He wanted a drone to carry his coffee. He built one that reads the bolts on a cell tower instead.
Climb a 200-foot cell tower with a clipboard, or send a drone that can't see it coming. For years those were the only two ways to inspect the tall, ugly, essential things that hold up modern life - towers, turbines, smokestacks, bridges. Nathan Schuett picked a third option that didn't exist yet.
PreNav, the company he founded and runs out of Redwood City, builds drones guided by computer vision rather than GPS. That distinction sounds academic until you remember that GPS gets confused near big metal structures and useless indoors - which is exactly where the interesting inspection work lives. So PreNav put the brains on the ground: a laser-scanning system that sits on a tripod, tracks the drone in real time, and flies it within centimeters of a structure without an expert pilot at the sticks.
The output isn't a shaky video.

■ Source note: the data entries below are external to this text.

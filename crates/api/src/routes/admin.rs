//! Route definitions for the `/admin` resources.
//!
//! Every handler requires the `admin` role.

use axum::routing::{delete, get, patch};
use axum::Router;

use crate::handlers::admin;
use crate::state::AppState;

/// Routes mounted at `/admin`.
///
/// ```text
/// GET    /users                      -> list_users
/// DELETE /users/{id}                 -> delete_user
/// PATCH  /users/{id}/plan            -> update_user_plan
/// PATCH  /users/{id}/role            -> update_user_role
/// GET    /payment-methods            -> list_payment_methods
/// POST   /payment-methods            -> create_payment_method
/// PATCH  /payment-methods/{id}       -> update_payment_method
/// DELETE /payment-methods/{id}       -> delete_payment_method
/// GET    /ad-sources                 -> list_ad_sources
/// POST   /ad-sources                 -> create_ad_source
/// PATCH  /ad-sources/{id}            -> update_ad_source
/// DELETE /ad-sources/{id}            -> delete_ad_source
/// GET    /payment-receipts           -> list_all_receipts
/// PATCH  /payment-receipts/{id}      -> review_receipt
/// GET    /settings/{key}             -> get_setting
/// PUT    /settings/{key}             -> put_setting
/// ```
pub fn router() -> Router<AppState> {
    Router::new()
        .route("/users", get(admin::list_users))
        .route("/users/{id}", delete(admin::delete_user))
        .route("/users/{id}/plan", patch(admin::update_user_plan))
        .route("/users/{id}/role", patch(admin::update_user_role))
        .route(
            "/payment-methods",
            get(admin::list_payment_methods).post(admin::create_payment_method),
        )
        .route(
            "/payment-methods/{id}",
            patch(admin::update_payment_method).delete(admin::delete_payment_method),
        )
        .route(
            "/ad-sources",
            get(admin::list_ad_sources).post(admin::create_ad_source),
        )
        .route(
            "/ad-sources/{id}",
            patch(admin::update_ad_source).delete(admin::delete_ad_source),
        )
        .route("/payment-receipts", get(admin::list_all_receipts))
        .route("/payment-receipts/{id}", patch(admin::review_receipt))
        .route(
            "/settings/{key}",
            get(admin::get_setting).put(admin::put_setting),
        )
}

It's a photorealistic 3D model - a digital twin - that machine-learning models then comb for corrosion, cracks, spalling concrete and exposed rebar. The pitch is refreshingly humble for a robotics company: not "replace the inspectors," but "hand the inspectors a better tool."
More recently Schuett has begun listing a second venture, Forming AI, alongside PreNav - the next move in a long-running obsession with turning the physical world into data you can actually query.
Sit in a San Francisco coffee shop long enough and you'll have an idea you can't shake. For Schuett and co-founders Asa Hammond and Naim Busek, the idea was whether a drone could carry a coffee from the counter to their table on its own. Trivial-sounding. Then they hit the wall every roboticist eventually hits: GPS doesn't work indoors, and without it the drone is blind to where it is.
That wall became the whole company. If you could solve precise navigation in tight, signal-dead spaces, the coffee was beside the point - you could fly safely around the things people are paid to inspect by hand.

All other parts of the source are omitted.